だがその中でもわずかだが、別にクソゲーを狙ったわけではなくとも、そう評されても仕方がない要素をあえて意図的に仕込んだものがある。本作もそんな稀有な存在の一つである。
そのいかにも親しみやすいファンタジーな見た目、Jr.とついたシリーズ名からは、想像も付かない極悪難易度。
ザナドゥという大ヒット作品の後、しかも同じドラゴンスレイヤーシリーズを冠したものだけに、本作の前で呆然としたプレイヤーは数知れず。
Windows以前のPCゲームの代表的クソゲーとして、外す事のできない一本である。
移植
-
ファミリーコンピュータ(東京書籍/コンパイル 1987年10月30日)
-
アレンジ移植。

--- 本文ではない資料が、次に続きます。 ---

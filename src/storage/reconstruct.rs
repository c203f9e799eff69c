//! Shared graph-reconstruction helpers for the flat codecs.
//!
//! The tabular and relational formats both store parent references by
//! external id and leave the root implicit, so they share the second-pass
//! linking and the root-inference policy here.

use super::LoadReport;
use crate::models::{OrgGraph, UnitId};
use std::collections::HashMap;
use std::fmt::Display;
use std::hash::Hash;

/// Names that suggest a unit is the organization's top level.
const ROOT_KEYWORDS: &[&str] = &["root", "board", "acme", "company", "corp", "azienda"];

/// Attaches units to their recorded parents.
///
/// `relations` holds `(child, parent)` external-id pairs. A pair whose
/// parent id resolves to no known unit is skipped and reported; the child
/// stays in the graph as a detached unit (and thus a root candidate).
pub(crate) fn link_parents<K>(
    graph: &mut OrgGraph,
    units: &HashMap<K, UnitId>,
    relations: &[(K, K)],
    report: &mut LoadReport,
) where
    K: Eq + Hash + Display,
{
    for (child_key, parent_key) in relations {
        match (units.get(child_key), units.get(parent_key)) {
            (Some(child), Some(parent)) => graph.attach(*parent, *child),
            (Some(_), None) => report.skip(format!(
                "unit '{child_key}' references unknown parent id '{parent_key}'"
            )),
            // A missing child means the unit row itself was dropped earlier.
            (None, _) => report.skip(format!(
                "parent relation references unknown unit id '{child_key}'"
            )),
        }
    }
}

/// Picks the root unit after linking.
///
/// Ordered policy, each step only reached when the previous is inconclusive:
/// 1. exactly one parentless unit — it is the root;
/// 2. among several candidates, the first whose name contains a
///    root-indicating keyword (case-insensitive);
/// 3. the candidate with the most descendants;
/// 4. the first candidate encountered;
/// 5. no parentless unit at all (cyclic or fully-linked data) — the first
///    unit in file order, with a warning.
///
/// Returns `None` only for a graph with no units.
pub(crate) fn infer_root(graph: &OrgGraph, report: &mut LoadReport) -> Option<UnitId> {
    let candidates: Vec<UnitId> = graph
        .units()
        .filter(|(_, node)| node.parent().is_none())
        .map(|(id, _)| id)
        .collect();

    match candidates.as_slice() {
        [] => {
            let first = graph.units().next().map(|(id, _)| id)?;
            report.warn(format!(
                "no parentless unit found; using '{}' as root",
                graph.unit(first).name()
            ));
            Some(first)
        },
        [only] => Some(*only),
        several => {
            report.warn(format!(
                "{} parentless units found; applying root inference",
                several.len()
            ));
            Some(disambiguate_root(graph, several))
        },
    }
}

fn disambiguate_root(graph: &OrgGraph, candidates: &[UnitId]) -> UnitId {
    if let Some(by_name) = candidates.iter().find(|id| {
        let name = graph.unit(**id).name().to_lowercase();
        ROOT_KEYWORDS.iter().any(|kw| name.contains(kw))
    }) {
        return *by_name;
    }

    // Most descendants wins; the first candidate breaks ties.
    let mut best = candidates[0];
    let mut best_count = graph.descendant_count(best);
    for id in &candidates[1..] {
        let count = graph.descendant_count(*id);
        if count > best_count {
            best = *id;
            best_count = count;
        }
    }
    best
}

#[cfg(test)]
mod tests {
    use super::*;
    use crate::models::UnitKind;

    #[test]
    fn test_link_parents_reports_dangling() {
        let mut graph = OrgGraph::new();
        let a = graph.add_unit("A", "", UnitKind::Department);
        let b = graph.add_unit("B", "", UnitKind::Group);
        let mut units = HashMap::new();
        units.insert("a".to_string(), a);
        units.insert("b".to_string(), b);
        let relations = vec![
            ("b".to_string(), "a".to_string()),
            ("b".to_string(), "ghost".to_string()),
        ];
        let mut report = LoadReport::default();
        link_parents(&mut graph, &units, &relations, &mut report);
        assert_eq!(graph.unit(b).parent(), Some(a));
        assert_eq!(report.skipped.len(), 1);
        assert!(report.skipped[0].contains("ghost"));
    }

    #[test]
    fn test_single_parentless_unit_is_root() {
        let mut graph = OrgGraph::new();
        let a = graph.add_unit("Anything", "", UnitKind::Department);
        let b = graph.add_unit("Child", "", UnitKind::Group);
        graph.attach(a, b);
        let mut report = LoadReport::default();
        assert_eq!(infer_root(&graph, &mut report), Some(a));
        assert!(report.is_clean());
    }

    #[test]
    fn test_keyword_beats_size() {
        let mut graph = OrgGraph::new();
        // 'big' has a descendant, 'Acme Corp' has none but matches a keyword.
        let big = graph.add_unit("Engineering", "", UnitKind::Department);
        let child = graph.add_unit("Core", "", UnitKind::Group);
        graph.attach(big, child);
        let acme = graph.add_unit("Acme Corp", "", UnitKind::Department);
        let mut report = LoadReport::default();
        assert_eq!(infer_root(&graph, &mut report), Some(acme));
        let _ = big;
    }

    #[test]
    fn test_most_descendants_wins_without_keyword() {
        let mut graph = OrgGraph::new();
        let small = graph.add_unit("Alpha", "", UnitKind::Department);
        let big = graph.add_unit("Beta", "", UnitKind::Department);
        let c1 = graph.add_unit("Gamma", "", UnitKind::Group);
        let c2 = graph.add_unit("Delta", "", UnitKind::Group);
        graph.attach(big, c1);
        graph.attach(big, c2);
        let mut report = LoadReport::default();
        assert_eq!(infer_root(&graph, &mut report), Some(big));
        let _ = small;
    }

    #[test]
    fn test_zero_candidates_falls_back_to_first_unit() {
        let mut graph = OrgGraph::new();
        let a = graph.add_unit("One", "", UnitKind::Department);
        let b = graph.add_unit("Two", "", UnitKind::Department);
        // Cycle: both have parents.
        graph.attach(a, b);
        graph.attach(b, a);
        let mut report = LoadReport::default();
        assert_eq!(infer_root(&graph, &mut report), Some(a));
        assert_eq!(report.warnings.len(), 1);
    }

    #[test]
    fn test_empty_graph_has_no_root() {
        let graph = OrgGraph::new();
        let mut report = LoadReport::default();
        assert_eq!(infer_root(&graph, &mut report), None);
    }
}
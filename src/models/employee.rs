//! Employee nodes.

use super::role::RoleId;
use uuid::Uuid;

/// Opaque handle to an employee node within an [`super::OrgGraph`].
#[derive(Debug, Clone, Copy, PartialEq, Eq, Hash, PartialOrd, Ord)]
pub struct EmployeeId(pub(crate) u32);

impl EmployeeId {
    pub(crate) fn index(self) -> usize {
        self.0 as usize
    }
}

/// A person entity, free-standing with respect to the unit tree.
///
/// The key is globally unique and opaque: it is generated once (uuid v4)
/// and preserved verbatim across save/load, which is what lets the codecs
/// deduplicate an employee holding roles in several units. The role list is
/// the employee-side half of the bidirectional assignment relation; unit
/// membership is derived from it, never stored.
#[derive(Debug, Clone)]
pub struct EmployeeNode {
    pub(crate) key: String,
    pub(crate) name: String,
    pub(crate) roles: Vec<RoleId>,
}

impl EmployeeNode {
    /// Returns the globally unique key.
    #[must_use]
    pub fn key(&self) -> &str {
        &self.key
    }

    /// Returns the display name.
    #[must_use]
    pub fn name(&self) -> &str {
        &self.name
    }

    /// Returns the roles held by this employee, in assignment order.
    #[must_use]
    pub fn roles(&self) -> &[RoleId] {
        &self.roles
    }
}

/// Generates a fresh employee key.
#[must_use]
pub(crate) fn generate_key() -> String {
    Uuid::new_v4().to_string()
}
//! Post-load structural validation.
//!
//! Every codec hands its reconstructed graph through [`validate`] before the
//! caller sees it. The checks mirror the authoring-time business rules, but
//! are applied defensively: a file may have been edited by hand, produced by
//! an older version, or corrupted.

use crate::models::{OrgGraph, RoleType, UnitId, UnitKind};
use crate::{Error, Result};
use std::collections::HashSet;

/// Outcome of validating a reconstructed graph.
#[derive(Debug, Clone, Default)]
pub struct ValidationOutcome {
    /// Hard violations; any entry makes the graph unacceptable.
    pub violations: Vec<String>,
    /// Soft issues; the graph is kept, the issues are logged.
    pub warnings: Vec<String>,
}

impl ValidationOutcome {
    /// Returns true if no hard violation was found.
    #[must_use]
    pub fn is_acceptable(&self) -> bool {
        self.violations.is_empty()
    }

    /// Converts the outcome into a `Result`, keeping the warnings.
    ///
    /// # Errors
    ///
    /// Returns [`Error::Structure`] naming the first violation (and the
    /// count of any further ones).
    pub fn into_result(self) -> Result<Vec<String>> {
        match self.violations.first() {
            None => Ok(self.warnings),
            Some(first) => {
                let rest = self.violations.len() - 1;
                if rest == 0 {
                    Err(Error::Structure(first.clone()))
                } else {
                    Err(Error::Structure(format!("{first} (and {rest} more)")))
                }
            },
        }
    }
}

/// Checks hierarchy, uniqueness and role-compatibility invariants top-down.
///
/// Hard violations:
/// - sibling units sharing a name
/// - a `Group` with child units
/// - a `Board` anywhere but the tree root
/// - a catalog role attached to an incompatible unit kind
///
/// Soft warnings:
/// - a role name outside the catalog (kept as-is)
/// - any catalog role attached directly to a root `Board`, even one bound
///   to another kind — legacy files predate the board-role catalog and are
///   tolerated on load
/// - duplicate role names within one unit
pub fn validate(graph: &OrgGraph) -> ValidationOutcome {
    let mut outcome = ValidationOutcome::default();

    let Some(root) = graph.root() else {
        outcome
            .violations
            .push("graph has no root unit".to_string());
        return outcome;
    };

    for unit_id in graph.preorder(root) {
        check_unit(graph, unit_id, root, &mut outcome);
    }

    for warning in &outcome.warnings {
        tracing::warn!(%warning, "structural warning");
    }

    outcome
}

fn check_unit(graph: &OrgGraph, id: UnitId, root: UnitId, outcome: &mut ValidationOutcome) {
    let unit = graph.unit(id);

    if unit.kind() == UnitKind::Board && id != root {
        outcome.violations.push(format!(
            "board '{}' appears below the tree root",
            unit.name()
        ));
    }

    if unit.kind() == UnitKind::Group && !unit.children().is_empty() {
        outcome.violations.push(format!(
            "group '{}' has {} child unit(s); groups must be leaves",
            unit.name(),
            unit.children().len()
        ));
    }

    let mut child_names = HashSet::new();
    for child in unit.children() {
        let name = graph.unit(*child).name();
        if !child_names.insert(name) {
            outcome.violations.push(format!(
                "unit '{}' has two children named '{name}'",
                unit.name()
            ));
        }
    }

    let mut role_names = HashSet::new();
    for role_id in unit.roles() {
        let role = graph.role(*role_id);
        if !role_names.insert(role.name()) {
            outcome.warnings.push(format!(
                "unit '{}' lists role '{}' more than once",
                unit.name(),
                role.name()
            ));
        }
        check_role_compatibility(unit.name(), unit.kind(), id == root, role.name(), outcome);
    }
}

fn check_role_compatibility(
    unit_name: &str,
    kind: UnitKind,
    is_root: bool,
    role_name: &str,
    outcome: &mut ValidationOutcome,
) {
    match RoleType::find(role_name) {
        None => {
            outcome.warnings.push(format!(
                "role '{role_name}' in unit '{unit_name}' is not in the catalog"
            ));
        },
        Some(role_type) if role_type.valid_for(kind) => {},
        Some(role_type) if is_root && kind == UnitKind::Board => {
            // Legacy tolerance: files written before the board catalog
            // existed attach department roles straight to the root board.
            outcome.warnings.push(format!(
                "role '{}' on root board '{unit_name}' is bound to {} units",
                role_type.as_str(),
                describe_kinds(role_type)
            ));
        },
        Some(role_type) => {
            outcome.violations.push(format!(
                "role '{}' cannot be attached to {} '{unit_name}' (valid for {})",
                role_type.as_str(),
                kind.as_str().to_lowercase(),
                describe_kinds(role_type)
            ));
        },
    }
}

fn describe_kinds(role_type: RoleType) -> String {
    role_type
        .valid_kinds()
        .iter()
        .map(|k| k.as_str().to_lowercase())
        .collect::<Vec<_>>()
        .join("/")
}

#[cfg(test)]
mod tests {
    use super::*;

    fn valid_sample() -> OrgGraph {
        let mut graph = OrgGraph::with_root("Acme", "", UnitKind::Board);
        let root = graph.root().unwrap();
        graph.add_role(root, "Presidente", "");
        let eng = graph.add_unit("Engineering", "", UnitKind::Department);
        graph.attach(root, eng);
        let direttore = graph.add_role(eng, "Direttore", "");
        let core = graph.add_unit("Core", "", UnitKind::Group);
        graph.attach(eng, core);
        let membro = graph.add_role(core, "Membro", "");
        let alice = graph.add_employee("emp-a", "Alice");
        let bob = graph.add_employee("emp-b", "Bob");
        graph.assign(alice, direttore);
        graph.assign(bob, membro);
        graph
    }

    #[test]
    fn test_valid_graph_passes() {
        let outcome = validate(&valid_sample());
        assert!(outcome.is_acceptable());
        assert!(outcome.warnings.is_empty());
    }

    #[test]
    fn test_group_with_children_is_violation() {
        let mut graph = valid_sample();
        let core = graph
            .units()
            .find(|(_, u)| u.name() == "Core")
            .map(|(id, _)| id)
            .unwrap();
        let nested = graph.add_unit("Nested", "", UnitKind::Group);
        graph.attach(core, nested);
        let outcome = validate(&graph);
        assert!(!outcome.is_acceptable());
        assert!(outcome.violations[0].contains("Core"));
    }

    #[test]
    fn test_non_root_board_is_violation() {
        let mut graph = valid_sample();
        let root = graph.root().unwrap();
        let shadow = graph.add_unit("Shadow Board", "", UnitKind::Board);
        graph.attach(root, shadow);
        let outcome = validate(&graph);
        assert!(!outcome.is_acceptable());
        assert!(outcome.violations[0].contains("Shadow Board"));
    }

    #[test]
    fn test_duplicate_sibling_names_is_violation() {
        let mut graph = valid_sample();
        let root = graph.root().unwrap();
        let dup = graph.add_unit("Engineering", "", UnitKind::Department);
        graph.attach(root, dup);
        let outcome = validate(&graph);
        assert!(!outcome.is_acceptable());
        assert!(outcome.violations[0].contains("Engineering"));
    }

    #[test]
    fn test_unknown_role_name_is_warning_only() {
        let mut graph = valid_sample();
        let eng = graph
            .units()
            .find(|(_, u)| u.name() == "Engineering")
            .map(|(id, _)| id)
            .unwrap();
        graph.add_role(eng, "Janitor", "");
        let outcome = validate(&graph);
        assert!(outcome.is_acceptable());
        assert_eq!(outcome.warnings.len(), 1);
        assert!(outcome.warnings[0].contains("Janitor"));
    }

    #[test]
    fn test_incompatible_role_is_violation() {
        let mut graph = valid_sample();
        let core = graph
            .units()
            .find(|(_, u)| u.name() == "Core")
            .map(|(id, _)| id)
            .unwrap();
        // Direttore is a department role; on a group it is a hard failure.
        graph.add_role(core, "Direttore", "");
        let outcome = validate(&graph);
        assert!(!outcome.is_acceptable());
        assert!(outcome.violations[0].contains("Direttore"));
    }

    #[test]
    fn test_misbound_role_on_root_board_is_relaxed() {
        let mut graph = valid_sample();
        let root = graph.root().unwrap();
        graph.add_role(root, "Direttore", "");
        let outcome = validate(&graph);
        assert!(outcome.is_acceptable());
        assert!(outcome.warnings.iter().any(|w| w.contains("Direttore")));
    }

    #[test]
    fn test_into_result_reports_first_violation() {
        let mut graph = valid_sample();
        let core = graph
            .units()
            .find(|(_, u)| u.name() == "Core")
            .map(|(id, _)| id)
            .unwrap();
        let nested = graph.add_unit("Nested", "", UnitKind::Group);
        graph.attach(core, nested);
        let err = validate(&graph).into_result().unwrap_err();
        assert!(err.to_string().contains("Core"));
    }
}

難易度の軟化なども施されているが、グラフィック面では厳しい。また、エンディングにスタッフロールらしき演出が追加されたが、実はキャストロールだった。
-
Windows(アンバランス/日本ファルコム 1999年12月10日)
-
PC-8801版ベースのオリジナル版と、アレンジ版の2本を収録。
余談
-
本作はわずか一ヶ月で作られただけではなく、プログラムサイズも非常にコンパクトにできている。その技術力はさすが日本ファルコム。
-
FD版は起動後にディスケットを抜いても遊び続けることが出来た。つまりソフト本体の容量が64KBを下回るということである。手抜きという意味ではなく、たったこれだけのデータ量でここまでのものを作ったしまったのが凄い。
-
当時の広告イラストや4コマ漫画『みんな集まれ!ファルコム学園』にはファン=フレディ王子が人間不信になってしまうというネタが掲載されていた。こんな極悪難易度ではこうなるのも仕方ないともいえるが。
-
JICC出版局から本作のゲームブック版が発売されている。挿絵を担当したのは星里もちる氏。
-
『ソーサリアン』にて本作を非常に簡単にした同名のシナリオが収録されている。「ソーサリアンのロマンシアで初めてクリアした」という人も多数。
-
パソコン雑誌『コンプティーク』で漫画が連載された。ストーリーは初期FFのシナリオ担当である寺田憲司氏、作画担当は円英智氏。
-
ストーリーは「セリナ王女が、ファン=フレディ王子を助けに行く」というゲームとはまったく逆のものになっている。
-
その他オリジナルキャラクターが多く登場するなど、ゲームとはほとんど関係ない『ロマンシア』の名前だけ借りたオリジナルといってもいい内容になっているが、ファンタジー冒険ものとしては名作といってもいい作品である。
-
ちなみにMSX版では本当にセリナ王女を操作する隠しモードがあったりする。